Waiting for the DIP: major primes tell Parliament they are ready to hire and invest but cannot act without the plan
Lead Story
Senior leaders from BAE Systems, Babcock, QinetiQ and Leonardo appeared before the Scottish Affairs Committee on Wednesday 22 April and delivered a consistent message: the continued delay to the Defence Investment Plan (DIP) — the document that will set out how the government intends to allocate its significantly increased defence budget — is causing investment, recruitment and forward planning decisions to stall across the sector. All four companies described an industry that understands more money is coming but cannot commit or scale at full pace until it knows where that money will go.
The DIP has been delayed several times since the Strategic Defence Review (SDR) was published in June 2025; there is still no confirmed publication date. For companies building bids and capability plans, the absence of the DIP is a material constraint. Capture teams and growth functions in particular are operating with incomplete intelligence on programme priorities, funding timelines and the scale of work likely to flow through the segmented procurement approach the SDR introduced. The committee session is one of the strongest public signals yet that industry patience is wearing thin — and that companies willing to commit early capacity are at a strategic disadvantage relative to those waiting for certainty.
Policy & Government
Northern Ireland Defence Growth Deal opens a new route into the supply chain for SMEs and start-ups — The government launched a £50 million Defence Growth Deal for Northern Ireland on 22 April 2026, completing the fifth and final regional package under the Defence Industrial Strategy (DIS).

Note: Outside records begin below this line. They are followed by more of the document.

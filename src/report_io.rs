//! Run record and report persistence to a run directory.

use std::path::Path;

use tracing::{debug, instrument};

use crate::report::ReportFormat;
use crate::runner::RunReport;

/// Filename of the JSON run record under a run directory.
pub const RUN_RECORD_FILENAME: &str = "run.json";
/// Filename of the JUnit report under a run directory.
pub const JUNIT_FILENAME: &str = "junit.xml";
/// Filename of the Markdown summary under a run directory.
pub const MARKDOWN_FILENAME: &str = "summary.md";

fn invalid_data<E>(e: E) -> std::io::Error
where
  E: Into<Box<dyn std::error::Error + Send + Sync>>,
{
  std::io::Error::new(std::io::ErrorKind::InvalidData, e)
}

/// Saves a run record to `path` as pretty JSON, creating parent directories.
#[instrument(level = "trace", skip(path, report))]
pub fn save_run_record(path: &Path, report: &RunReport) -> Result<(), std::io::Error> {
  let json = serde_json::to_string_pretty(report).map_err(invalid_data)?;
  write_report(path, &json)
}

/// Loads a run record from `path`. Errors if the file is missing or not a run record.
#[instrument(level = "trace", skip(path))]
pub fn load_run_record(path: &Path) -> Result<RunReport, std::io::Error> {
  let bytes = std::fs::read(path)?;
  serde_json::from_slice(&bytes).map_err(invalid_data)
}

/// Writes rendered report text to `path`, creating parent directories.
#[instrument(level = "trace", skip(path, text))]
pub fn write_report(path: &Path, text: &str) -> Result<(), std::io::Error> {
  if let Some(parent) = path.parent() {
    std::fs::create_dir_all(parent)?;
  }
  std::fs::write(path, text)
}

/// Writes `run.json`, `junit.xml` and `summary.md` for `report` under `<dir>/<run_id>/`.
///
/// Returns the directory written to.
#[instrument(level = "trace", skip(dir, report), fields(run_id = %report.run_id))]
pub fn write_run_dir(dir: &Path, report: &RunReport) -> Result<std::path::PathBuf, std::io::Error> {
  let run_dir = dir.join(&report.run_id);
  save_run_record(&run_dir.join(RUN_RECORD_FILENAME), report)?;
  let junit = report.render(ReportFormat::Junit).map_err(invalid_data)?;
  write_report(&run_dir.join(JUNIT_FILENAME), &junit)?;
  let markdown = report.render(ReportFormat::Markdown).map_err(invalid_data)?;
  write_report(&run_dir.join(MARKDOWN_FILENAME), &markdown)?;
  debug!(dir = %run_dir.display(), "run directory written");
  Ok(run_dir)
}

Defence Minister Luke Pollard and Northern Ireland Office Minister Matthew Patrick announced the deal at Belfast Met College. It creates a targeted programme to make it easier for small and medium-sized enterprises (SMEs) and start-ups to enter the defence supply chain, backed by a new Secure Innovation Hub offering secure research and development facilities to allow smaller firms to collaborate alongside prime contractors. An accompanying skills initiative will work with colleges, universities and industry to develop defence-relevant engineering and technology training. Northern Ireland already attracts more than £271 million in annual MOD procurement spending with industry. For companies operating in advanced engineering, software, materials and test services, early engagement with the deal's programme office and the forthcoming Hub is the priority.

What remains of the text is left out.